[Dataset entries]
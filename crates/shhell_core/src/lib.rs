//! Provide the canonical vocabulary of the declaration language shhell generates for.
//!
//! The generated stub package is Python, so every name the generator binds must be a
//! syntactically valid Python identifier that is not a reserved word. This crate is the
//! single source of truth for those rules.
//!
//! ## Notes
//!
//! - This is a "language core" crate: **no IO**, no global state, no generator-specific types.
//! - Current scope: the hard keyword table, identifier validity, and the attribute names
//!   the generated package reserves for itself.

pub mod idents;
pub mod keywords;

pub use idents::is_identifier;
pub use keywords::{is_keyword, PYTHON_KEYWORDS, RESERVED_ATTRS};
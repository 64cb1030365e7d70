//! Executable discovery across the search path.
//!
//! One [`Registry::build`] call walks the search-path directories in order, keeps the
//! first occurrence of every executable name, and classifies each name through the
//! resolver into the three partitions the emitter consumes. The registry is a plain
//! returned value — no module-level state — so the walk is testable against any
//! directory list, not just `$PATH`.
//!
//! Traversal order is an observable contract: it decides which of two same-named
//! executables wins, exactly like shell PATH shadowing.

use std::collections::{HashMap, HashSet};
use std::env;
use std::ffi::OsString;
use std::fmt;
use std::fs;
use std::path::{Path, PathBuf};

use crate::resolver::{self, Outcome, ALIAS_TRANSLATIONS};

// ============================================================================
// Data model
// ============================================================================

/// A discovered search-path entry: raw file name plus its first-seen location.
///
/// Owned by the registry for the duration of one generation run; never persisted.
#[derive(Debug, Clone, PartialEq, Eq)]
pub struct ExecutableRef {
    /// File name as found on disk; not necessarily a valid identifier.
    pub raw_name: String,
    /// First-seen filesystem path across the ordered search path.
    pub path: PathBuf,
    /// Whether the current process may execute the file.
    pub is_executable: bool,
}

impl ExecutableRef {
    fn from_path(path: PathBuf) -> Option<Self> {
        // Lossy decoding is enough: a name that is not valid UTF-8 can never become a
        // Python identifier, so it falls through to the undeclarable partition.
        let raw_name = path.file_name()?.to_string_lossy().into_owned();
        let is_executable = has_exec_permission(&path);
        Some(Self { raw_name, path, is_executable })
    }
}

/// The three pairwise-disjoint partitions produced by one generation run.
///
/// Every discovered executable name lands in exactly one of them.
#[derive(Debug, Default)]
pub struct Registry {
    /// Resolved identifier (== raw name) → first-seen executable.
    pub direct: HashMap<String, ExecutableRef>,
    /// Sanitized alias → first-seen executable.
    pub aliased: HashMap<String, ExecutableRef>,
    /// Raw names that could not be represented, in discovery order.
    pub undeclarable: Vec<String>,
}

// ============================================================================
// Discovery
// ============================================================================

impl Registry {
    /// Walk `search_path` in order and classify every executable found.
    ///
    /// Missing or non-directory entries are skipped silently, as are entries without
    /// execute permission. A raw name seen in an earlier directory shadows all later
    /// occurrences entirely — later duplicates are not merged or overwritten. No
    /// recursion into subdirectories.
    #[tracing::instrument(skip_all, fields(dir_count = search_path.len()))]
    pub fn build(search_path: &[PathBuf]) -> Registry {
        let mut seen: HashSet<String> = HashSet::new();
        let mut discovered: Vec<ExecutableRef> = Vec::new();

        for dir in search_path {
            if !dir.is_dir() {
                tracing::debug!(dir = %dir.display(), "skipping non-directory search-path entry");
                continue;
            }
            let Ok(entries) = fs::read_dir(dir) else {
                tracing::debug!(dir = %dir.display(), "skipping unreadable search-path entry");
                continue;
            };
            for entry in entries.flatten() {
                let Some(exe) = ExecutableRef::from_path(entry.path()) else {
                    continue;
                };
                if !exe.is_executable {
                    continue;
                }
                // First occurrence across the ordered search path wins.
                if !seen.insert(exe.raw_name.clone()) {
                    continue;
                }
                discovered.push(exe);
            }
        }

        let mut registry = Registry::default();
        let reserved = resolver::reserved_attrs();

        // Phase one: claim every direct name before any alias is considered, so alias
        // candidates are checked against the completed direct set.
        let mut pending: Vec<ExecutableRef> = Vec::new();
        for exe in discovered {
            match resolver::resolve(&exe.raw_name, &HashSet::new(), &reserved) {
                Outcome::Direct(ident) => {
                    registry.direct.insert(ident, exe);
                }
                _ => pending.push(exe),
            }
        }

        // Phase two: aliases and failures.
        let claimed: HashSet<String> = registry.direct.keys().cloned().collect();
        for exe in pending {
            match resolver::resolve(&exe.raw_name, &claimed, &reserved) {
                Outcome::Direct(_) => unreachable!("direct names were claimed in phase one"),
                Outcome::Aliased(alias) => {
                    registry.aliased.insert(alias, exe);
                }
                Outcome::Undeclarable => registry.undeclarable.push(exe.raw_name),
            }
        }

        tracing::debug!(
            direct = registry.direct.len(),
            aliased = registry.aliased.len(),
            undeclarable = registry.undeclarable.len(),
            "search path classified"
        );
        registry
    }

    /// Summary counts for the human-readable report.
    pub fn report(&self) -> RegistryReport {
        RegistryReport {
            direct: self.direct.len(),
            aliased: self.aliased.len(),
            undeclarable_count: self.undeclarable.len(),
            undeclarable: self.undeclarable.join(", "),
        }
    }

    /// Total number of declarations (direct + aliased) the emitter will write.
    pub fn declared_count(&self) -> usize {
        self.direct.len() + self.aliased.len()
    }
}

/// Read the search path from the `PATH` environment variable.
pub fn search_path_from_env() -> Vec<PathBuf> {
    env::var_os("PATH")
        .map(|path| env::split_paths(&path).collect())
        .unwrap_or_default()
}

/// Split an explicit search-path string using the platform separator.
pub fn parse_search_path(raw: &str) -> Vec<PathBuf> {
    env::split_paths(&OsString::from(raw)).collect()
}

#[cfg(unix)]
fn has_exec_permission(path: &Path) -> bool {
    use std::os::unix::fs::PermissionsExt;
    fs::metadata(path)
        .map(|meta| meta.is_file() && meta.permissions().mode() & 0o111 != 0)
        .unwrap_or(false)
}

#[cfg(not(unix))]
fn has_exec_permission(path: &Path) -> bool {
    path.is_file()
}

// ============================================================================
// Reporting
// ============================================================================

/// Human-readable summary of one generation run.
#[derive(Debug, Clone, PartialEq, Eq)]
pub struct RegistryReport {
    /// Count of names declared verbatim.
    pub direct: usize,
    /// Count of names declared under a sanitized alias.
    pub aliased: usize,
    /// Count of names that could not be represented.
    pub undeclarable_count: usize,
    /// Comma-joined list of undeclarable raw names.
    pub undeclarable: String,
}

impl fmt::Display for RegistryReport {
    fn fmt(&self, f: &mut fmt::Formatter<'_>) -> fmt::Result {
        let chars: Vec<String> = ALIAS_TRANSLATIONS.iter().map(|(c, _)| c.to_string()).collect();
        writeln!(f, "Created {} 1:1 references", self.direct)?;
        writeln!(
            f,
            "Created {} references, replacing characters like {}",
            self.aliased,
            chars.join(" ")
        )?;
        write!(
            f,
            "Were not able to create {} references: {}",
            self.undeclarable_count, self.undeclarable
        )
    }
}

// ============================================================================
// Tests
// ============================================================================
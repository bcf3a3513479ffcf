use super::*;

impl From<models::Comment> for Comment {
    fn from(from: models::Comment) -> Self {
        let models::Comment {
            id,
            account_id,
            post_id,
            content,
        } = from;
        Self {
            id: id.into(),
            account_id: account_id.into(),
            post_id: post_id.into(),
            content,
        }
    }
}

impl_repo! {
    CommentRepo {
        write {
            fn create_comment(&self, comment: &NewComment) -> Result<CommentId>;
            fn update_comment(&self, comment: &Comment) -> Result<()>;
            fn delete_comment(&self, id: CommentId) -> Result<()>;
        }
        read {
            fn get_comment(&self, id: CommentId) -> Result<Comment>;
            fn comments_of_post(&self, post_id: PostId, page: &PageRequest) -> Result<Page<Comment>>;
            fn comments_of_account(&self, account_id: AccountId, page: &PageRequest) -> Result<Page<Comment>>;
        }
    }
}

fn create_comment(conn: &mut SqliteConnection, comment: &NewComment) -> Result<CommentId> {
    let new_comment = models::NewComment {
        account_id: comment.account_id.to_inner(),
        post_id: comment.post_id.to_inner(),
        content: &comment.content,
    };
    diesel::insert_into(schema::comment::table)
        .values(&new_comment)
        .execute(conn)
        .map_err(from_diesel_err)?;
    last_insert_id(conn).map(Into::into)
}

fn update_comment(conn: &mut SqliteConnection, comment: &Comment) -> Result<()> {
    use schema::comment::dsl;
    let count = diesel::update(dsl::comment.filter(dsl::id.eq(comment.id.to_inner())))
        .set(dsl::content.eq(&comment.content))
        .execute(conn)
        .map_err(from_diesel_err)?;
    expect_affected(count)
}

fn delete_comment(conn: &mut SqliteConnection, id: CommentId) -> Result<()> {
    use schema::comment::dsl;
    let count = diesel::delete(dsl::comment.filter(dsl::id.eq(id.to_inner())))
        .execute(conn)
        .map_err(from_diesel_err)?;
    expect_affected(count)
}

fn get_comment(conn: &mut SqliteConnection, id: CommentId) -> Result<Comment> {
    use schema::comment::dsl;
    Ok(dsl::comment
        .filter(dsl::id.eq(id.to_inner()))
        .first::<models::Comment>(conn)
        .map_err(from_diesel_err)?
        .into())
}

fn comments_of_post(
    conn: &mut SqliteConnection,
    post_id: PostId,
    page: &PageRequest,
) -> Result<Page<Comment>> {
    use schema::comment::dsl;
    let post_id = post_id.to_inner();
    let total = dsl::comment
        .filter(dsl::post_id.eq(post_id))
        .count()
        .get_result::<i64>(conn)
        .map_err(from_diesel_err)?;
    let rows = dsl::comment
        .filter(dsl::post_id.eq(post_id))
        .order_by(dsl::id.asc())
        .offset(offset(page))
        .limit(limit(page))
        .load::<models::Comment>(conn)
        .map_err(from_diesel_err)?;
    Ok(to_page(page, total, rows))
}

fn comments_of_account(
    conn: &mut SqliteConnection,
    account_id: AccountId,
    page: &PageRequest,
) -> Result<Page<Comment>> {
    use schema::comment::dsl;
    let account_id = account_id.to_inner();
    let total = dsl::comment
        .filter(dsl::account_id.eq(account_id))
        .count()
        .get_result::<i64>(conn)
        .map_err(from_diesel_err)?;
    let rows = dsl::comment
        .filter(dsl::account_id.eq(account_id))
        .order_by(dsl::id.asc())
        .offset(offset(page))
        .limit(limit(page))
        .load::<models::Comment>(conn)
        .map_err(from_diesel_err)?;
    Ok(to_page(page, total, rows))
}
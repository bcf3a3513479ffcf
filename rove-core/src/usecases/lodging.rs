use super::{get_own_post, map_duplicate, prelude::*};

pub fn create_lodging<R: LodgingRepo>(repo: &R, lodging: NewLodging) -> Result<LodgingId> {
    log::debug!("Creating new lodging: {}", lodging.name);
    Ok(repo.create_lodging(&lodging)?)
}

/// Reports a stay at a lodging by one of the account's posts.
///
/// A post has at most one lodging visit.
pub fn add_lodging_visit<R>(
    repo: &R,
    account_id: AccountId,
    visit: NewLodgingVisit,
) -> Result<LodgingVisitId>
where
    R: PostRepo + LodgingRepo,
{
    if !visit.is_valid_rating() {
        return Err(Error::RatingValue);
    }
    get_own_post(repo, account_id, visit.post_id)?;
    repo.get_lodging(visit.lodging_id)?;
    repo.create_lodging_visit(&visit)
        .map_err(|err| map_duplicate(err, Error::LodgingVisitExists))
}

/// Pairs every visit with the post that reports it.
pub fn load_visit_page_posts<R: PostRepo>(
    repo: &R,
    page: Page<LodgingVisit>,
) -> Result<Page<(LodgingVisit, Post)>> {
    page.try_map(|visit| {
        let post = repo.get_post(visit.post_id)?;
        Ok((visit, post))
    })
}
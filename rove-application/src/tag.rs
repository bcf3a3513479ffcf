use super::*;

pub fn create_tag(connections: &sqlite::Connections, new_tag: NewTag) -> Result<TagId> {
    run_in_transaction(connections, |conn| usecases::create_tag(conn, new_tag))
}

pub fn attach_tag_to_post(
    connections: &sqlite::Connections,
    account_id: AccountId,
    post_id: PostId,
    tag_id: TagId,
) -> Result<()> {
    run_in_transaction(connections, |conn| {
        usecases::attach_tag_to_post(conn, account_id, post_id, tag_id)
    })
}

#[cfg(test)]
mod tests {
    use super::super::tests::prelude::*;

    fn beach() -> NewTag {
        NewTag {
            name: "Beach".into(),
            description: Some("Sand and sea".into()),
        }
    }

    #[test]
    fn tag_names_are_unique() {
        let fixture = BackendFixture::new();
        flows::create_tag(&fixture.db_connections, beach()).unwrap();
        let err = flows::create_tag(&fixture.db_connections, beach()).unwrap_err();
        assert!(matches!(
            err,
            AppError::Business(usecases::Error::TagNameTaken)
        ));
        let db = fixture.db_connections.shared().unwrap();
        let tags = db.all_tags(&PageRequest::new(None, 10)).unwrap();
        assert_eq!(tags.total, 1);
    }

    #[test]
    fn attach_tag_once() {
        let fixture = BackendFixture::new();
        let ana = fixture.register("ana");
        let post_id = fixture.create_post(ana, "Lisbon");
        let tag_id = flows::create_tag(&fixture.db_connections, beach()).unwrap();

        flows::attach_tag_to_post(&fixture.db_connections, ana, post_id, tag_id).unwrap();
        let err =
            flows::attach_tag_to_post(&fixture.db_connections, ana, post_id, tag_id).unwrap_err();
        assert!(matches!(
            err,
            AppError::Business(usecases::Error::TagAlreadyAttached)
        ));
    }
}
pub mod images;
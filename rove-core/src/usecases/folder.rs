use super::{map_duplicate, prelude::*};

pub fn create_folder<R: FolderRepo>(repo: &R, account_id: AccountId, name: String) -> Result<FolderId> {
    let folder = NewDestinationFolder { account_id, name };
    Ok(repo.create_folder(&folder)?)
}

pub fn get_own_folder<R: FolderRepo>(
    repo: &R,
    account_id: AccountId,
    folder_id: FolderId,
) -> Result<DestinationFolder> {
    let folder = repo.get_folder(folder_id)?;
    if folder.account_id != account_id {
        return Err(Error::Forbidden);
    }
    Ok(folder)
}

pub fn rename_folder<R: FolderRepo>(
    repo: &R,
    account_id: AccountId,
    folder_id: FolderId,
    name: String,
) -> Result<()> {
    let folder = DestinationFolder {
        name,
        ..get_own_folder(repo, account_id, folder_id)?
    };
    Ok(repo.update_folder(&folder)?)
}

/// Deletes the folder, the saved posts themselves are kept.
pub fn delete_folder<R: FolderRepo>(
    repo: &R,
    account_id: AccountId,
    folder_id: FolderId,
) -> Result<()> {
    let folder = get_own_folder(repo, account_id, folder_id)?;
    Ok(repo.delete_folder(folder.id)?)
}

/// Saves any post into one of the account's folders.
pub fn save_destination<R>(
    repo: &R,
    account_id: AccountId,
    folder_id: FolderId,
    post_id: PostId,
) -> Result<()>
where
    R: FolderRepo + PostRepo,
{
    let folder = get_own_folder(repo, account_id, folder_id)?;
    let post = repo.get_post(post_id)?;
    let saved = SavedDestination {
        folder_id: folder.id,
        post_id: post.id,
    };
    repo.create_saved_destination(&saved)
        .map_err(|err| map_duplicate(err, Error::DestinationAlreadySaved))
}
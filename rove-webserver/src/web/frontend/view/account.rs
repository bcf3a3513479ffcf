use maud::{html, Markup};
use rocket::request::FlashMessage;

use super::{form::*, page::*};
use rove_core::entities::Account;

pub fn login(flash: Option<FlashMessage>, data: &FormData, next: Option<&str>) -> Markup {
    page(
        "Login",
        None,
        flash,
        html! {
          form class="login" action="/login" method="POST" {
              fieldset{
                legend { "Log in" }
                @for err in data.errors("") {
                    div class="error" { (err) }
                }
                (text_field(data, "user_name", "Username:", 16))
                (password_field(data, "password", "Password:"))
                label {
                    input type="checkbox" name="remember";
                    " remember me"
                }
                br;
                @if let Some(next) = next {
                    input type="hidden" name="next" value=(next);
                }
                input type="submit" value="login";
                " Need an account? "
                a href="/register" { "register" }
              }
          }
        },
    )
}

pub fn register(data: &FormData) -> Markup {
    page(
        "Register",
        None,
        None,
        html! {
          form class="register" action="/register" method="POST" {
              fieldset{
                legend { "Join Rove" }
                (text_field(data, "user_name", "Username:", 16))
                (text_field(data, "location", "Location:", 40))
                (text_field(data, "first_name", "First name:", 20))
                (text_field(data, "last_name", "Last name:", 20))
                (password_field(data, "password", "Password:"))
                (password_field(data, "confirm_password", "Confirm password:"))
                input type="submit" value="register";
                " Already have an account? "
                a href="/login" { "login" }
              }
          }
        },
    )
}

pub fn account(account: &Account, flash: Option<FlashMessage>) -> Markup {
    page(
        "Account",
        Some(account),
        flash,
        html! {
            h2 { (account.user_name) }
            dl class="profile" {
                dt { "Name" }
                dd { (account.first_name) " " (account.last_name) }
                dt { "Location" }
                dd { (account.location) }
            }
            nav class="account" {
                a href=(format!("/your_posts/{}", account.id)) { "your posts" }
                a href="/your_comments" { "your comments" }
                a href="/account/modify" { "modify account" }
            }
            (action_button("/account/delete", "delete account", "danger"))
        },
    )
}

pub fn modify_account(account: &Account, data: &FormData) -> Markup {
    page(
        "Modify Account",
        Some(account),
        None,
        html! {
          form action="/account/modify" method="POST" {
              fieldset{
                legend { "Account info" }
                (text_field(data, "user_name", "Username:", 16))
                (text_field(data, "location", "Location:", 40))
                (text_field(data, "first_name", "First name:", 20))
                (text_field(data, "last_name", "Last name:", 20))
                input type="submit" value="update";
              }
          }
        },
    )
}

→ **Task instructions**
Produce only the lines from the line containing "one of them." through the line containing "in discovery order.", inclusive of both, exactly as they stand in the entries above.

→ **Task response**
/// Every discovered executable name lands in exactly one of them.
#[derive(Debug, Default)]
pub struct Registry {
    /// Resolved identifier (== raw name) → first-seen executable.
    pub direct: HashMap<String, ExecutableRef>,
    /// Sanitized alias → first-seen executable.
    pub aliased: HashMap<String, ExecutableRef>,
    /// Raw names that could not be represented, in discovery order.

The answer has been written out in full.